- _Supplied material_
impl<'a> SemanticChecker<'a> {
    pub fn new(
        gateway: &'a ModelGateway,
        config: &'a ContradictionConfig,
        settings: ModelSettings,
    ) -> Self {
        let single_call_cost_alert_usd = gateway.budget().config().single_call_cost_alert_usd;
        Self {
            gateway,
            config,
            settings,
            single_call_cost_alert_usd,
        }
    }

    /// Judge `candidates` (already capped at `max_pairs`). Never fails outward.
    pub async fn check(
        &self,
        requirements: &[ClarifiedRequirement],
        candidates: &[CandidatePair],
        context: Option<&str>,
        ledger: &mut CallLedger,
        cancel: &CancellationToken,
    ) -> (Vec<ContradictionFinding>, SemanticPassReport) {
        let candidates = &candidates[..candidates.len().min(self.config.max_pairs)];
        if candidates.is_empty() {
            return (
                Vec::new(),
                SemanticPassReport::with_status(SemanticStatus::NoCandidates),
            );
        }

        let output_budget = (self.config.max_tokens_per_pair * candidates.len() as u64)
            .min(u64::from(self.settings.max_tokens)) as u32;
        let request = ModelRequest {
            purpose: CallPurpose::SemanticCheck,
            system: prompts::SEMANTIC_SYSTEM.to_string(),
            prompt: build_semantic_prompt(
                requirements,
                candidates,
                context,
                self.config.max_tokens_per_pair,
            ),
            schema: verdict_schema(),
            settings: ModelSettings {
                temperature: 0.0,
                max_tokens: output_budget.max(1),
                ..self.settings.clone()
            },
        };

        let response = match self.gateway.call(&request, ledger, cancel).await {
            Ok(r) => r,
            Err(e) => {
                warn!(error = %e, pairs = candidates.len(), "semantic contradiction pass failed");
                return (Vec::new(), SemanticPassReport::failed(candidates.len(), e.to_string()));
            }
        };

        if let Some(limit) = self.single_call_cost_alert_usd.filter(|l| *l > 0.0) {
            if response.cost_usd > limit {
                warn!(
                    cost_usd = response.cost_usd,
                    limit, "semantic pass over single-call cost alert, discarding"
                );
                return (
                    Vec::new(),
                    SemanticPassReport {
                        status: SemanticStatus::SkippedDueToCost,
                        pairs_checked: candidates.len(),
                        confirmed: 0,
                        error: None,
                        cost_usd: response.cost_usd,
                    },
                );
            }
        }

        let verdicts = match parse_verdicts(&response.text) {
            Ok(v) => v,
            Err(e) => {
                warn!(error = %e, "semantic reply unparseable");
                let mut report = SemanticPassReport::failed(candidates.len(), e);
                report.cost_usd = response.cost_usd;
                return (Vec::new(), report);
            }
        };

        let mut findings = Vec::new();
        for (pos, pair) in candidates.iter().enumerate() {
            let id = pair_id(pos);
            let Some(verdict) = verdicts.iter().find(|v| v.pair_id == id) else {
                continue;
            };
            if !verdict.conflict {
                continue;
            }
            let confidence = verdict.confidence.unwrap_or(0.0);
            let severity = if confidence >= BLOCKING_CONFIDENCE {
                Severity::Blocking
            } else {
                Severity::Advisory
            };
            let reason = if verdict.reason.trim().is_empty() {
                "model judged the pair contradictory".to_string()
            } else {
                verdict.reason.trim().to_string()
            };
            findings.push(ContradictionFinding {
                index_a: pair.index_a,
                index_b: pair.index_b,
                reason,
                detector: Detector::Semantic,
                severity,
                rule_id: Some("semantic".to_string()),
            });
        }

        debug!(
            pairs = candidates.len(),
            confirmed = findings.len(),
            "semantic contradiction pass completed"
        );
        let report = SemanticPassReport {
            status: SemanticStatus::Completed,
            pairs_checked: candidates.len(),
            confirmed: findings.len(),
            error: None,
            cost_usd: response.cost_usd,
        };
        (findings, report)
    }
}
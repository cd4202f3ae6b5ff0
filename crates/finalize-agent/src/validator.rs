//! Schema validation and the single bounded repair attempt.
//!
//! Validation itself lives in `finalize_gates::schema`; this module builds
//! the repair request and records what the repair did.
//!
//! Repair flow:
//! 1. First payload fails validation with violations `V`
//! 2. Re-send the original prompt plus `V` and the rejected output, asking
//!    for a corrected JSON-only payload
//! 3. Validate the repaired payload; a second failure ends the run

use finalize_gates::ValidationError;
use serde::{Deserialize, Serialize};

use crate::gateway::{CallPurpose, ModelRequest};

/// Longest slice of the rejected output echoed back to the model.
const REJECTED_EXCERPT_CHARS: usize = 2_000;

/// What happened in the repair stage of a run.
#[derive(Debug, Clone, Default, PartialEq, Eq, Serialize, Deserialize)]
pub struct RepairInfo {
    pub attempted: bool,
    pub succeeded: bool,
    /// Violations of the first payload.
    #[serde(default, skip_serializing_if = "Vec::is_empty")]
    pub violations: Vec<String>,
    /// Violations of the repaired payload when the repair also failed.
    #[serde(default, skip_serializing_if = "Vec::is_empty")]
    pub remaining_violations: Vec<String>,
}

impl RepairInfo {
    pub fn started(err: &ValidationError) -> Self {
        Self {
            attempted: true,
            succeeded: false,
            violations: err.violations.clone(),
            remaining_violations: Vec::new(),
        }
    }
}

/// Original prompt followed by the violations and the rejected output.
pub fn build_repair_prompt(original_prompt: &str, err: &ValidationError, rejected: &str) -> String {
    let mut out = String::with_capacity(original_prompt.len() + 512);
    out.push_str(original_prompt);
    out.push_str("\n\nYour previous reply was rejected by the schema validator.\nViolations:\n");
    for violation in &err.violations {
        out.push_str("- ");
        out.push_str(violation);
        out.push('\n');
    }
    let excerpt: String = rejected.chars().take(REJECTED_EXCERPT_CHARS).collect();
    out.push_str("\nRejected reply:\n");
    out.push_str(&excerpt);
    out.push_str(
        "\n\nReturn a corrected payload that fixes every violation. \
Reply with the JSON object only.",
    );
    out
}

/// Repair request derived from the original request.
pub fn repair_request(original: &ModelRequest, err: &ValidationError, rejected: &str) -> ModelRequest {
    ModelRequest {
        purpose: CallPurpose::Repair,
        system: original.system.clone(),
        prompt: build_repair_prompt(&original.prompt, err, rejected),
        schema: original.schema.clone(),
        settings: original.settings.clone(),
    }
}
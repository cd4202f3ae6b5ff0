//! Run artifact store: one pretty-printed `FinalizeResult` per trace id.

use std::path::{Path, PathBuf};

use thiserror::Error;

use crate::orchestrator::FinalizeResult;

#[derive(Debug, Error)]
pub enum ArtifactError {
    #[error("trace id {0:?} is not a valid artifact key")]
    InvalidKey(String),

    #[error("failed to write artifact {path}: {source}")]
    Io {
        path: PathBuf,
        #[source]
        source: std::io::Error,
    },

    #[error("failed to encode artifact: {0}")]
    Encode(#[from] serde_json::Error),
}

/// Keyed write of a finished run.
pub trait ArtifactStore: Send + Sync {
    fn store_artifact(&self, trace_id: &str, result: &FinalizeResult) -> Result<PathBuf, ArtifactError>;
}

/// Writes `<dir>/<trace_id>.json`.
#[derive(Debug, Clone)]
pub struct FsArtifactStore {
    dir: PathBuf,
}

impl FsArtifactStore {
    pub fn new(dir: impl Into<PathBuf>) -> Self {
        Self { dir: dir.into() }
    }

    pub fn dir(&self) -> &Path {
        &self.dir
    }

    fn path_for(&self, trace_id: &str) -> Result<PathBuf, ArtifactError> {
        let valid = !trace_id.is_empty()
            && trace_id
                .chars()
                .all(|c| c.is_ascii_alphanumeric() || c == '-' || c == '_');
        if !valid {
            return Err(ArtifactError::InvalidKey(trace_id.to_string()));
        }
        Ok(self.dir.join(format!("{trace_id}.json")))
    }

    pub fn load(&self, trace_id: &str) -> Result<FinalizeResult, ArtifactError> {
        let path = self.path_for(trace_id)?;
        let text = std::fs::read_to_string(&path).map_err(|source| ArtifactError::Io {
            path: path.clone(),
            source,
        })?;
        Ok(serde_json::from_str(&text)?)
    }
}

impl ArtifactStore for FsArtifactStore {
    fn store_artifact(&self, trace_id: &str, result: &FinalizeResult) -> Result<PathBuf, ArtifactError> {
        let path = self.path_for(trace_id)?;
        let json = serde_json::to_string_pretty(result)?;
        let io_err = |path: &Path| {
            let path = path.to_path_buf();
            move |source: std::io::Error| ArtifactError::Io { path, source }
        };

        std::fs::create_dir_all(&self.dir).map_err(io_err(&self.dir))?;
        let tmp = path.with_extension("json.tmp");
        std::fs::write(&tmp, json).map_err(io_err(&tmp))?;
        std::fs::rename(&tmp, &path).map_err(io_err(&path))?;
        Ok(path)
    }
}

- _What is expected_
Pull out each line of the entries that contains "struct".

- _Answer section_
pub struct RepairInfo {
pub struct FsArtifactStore {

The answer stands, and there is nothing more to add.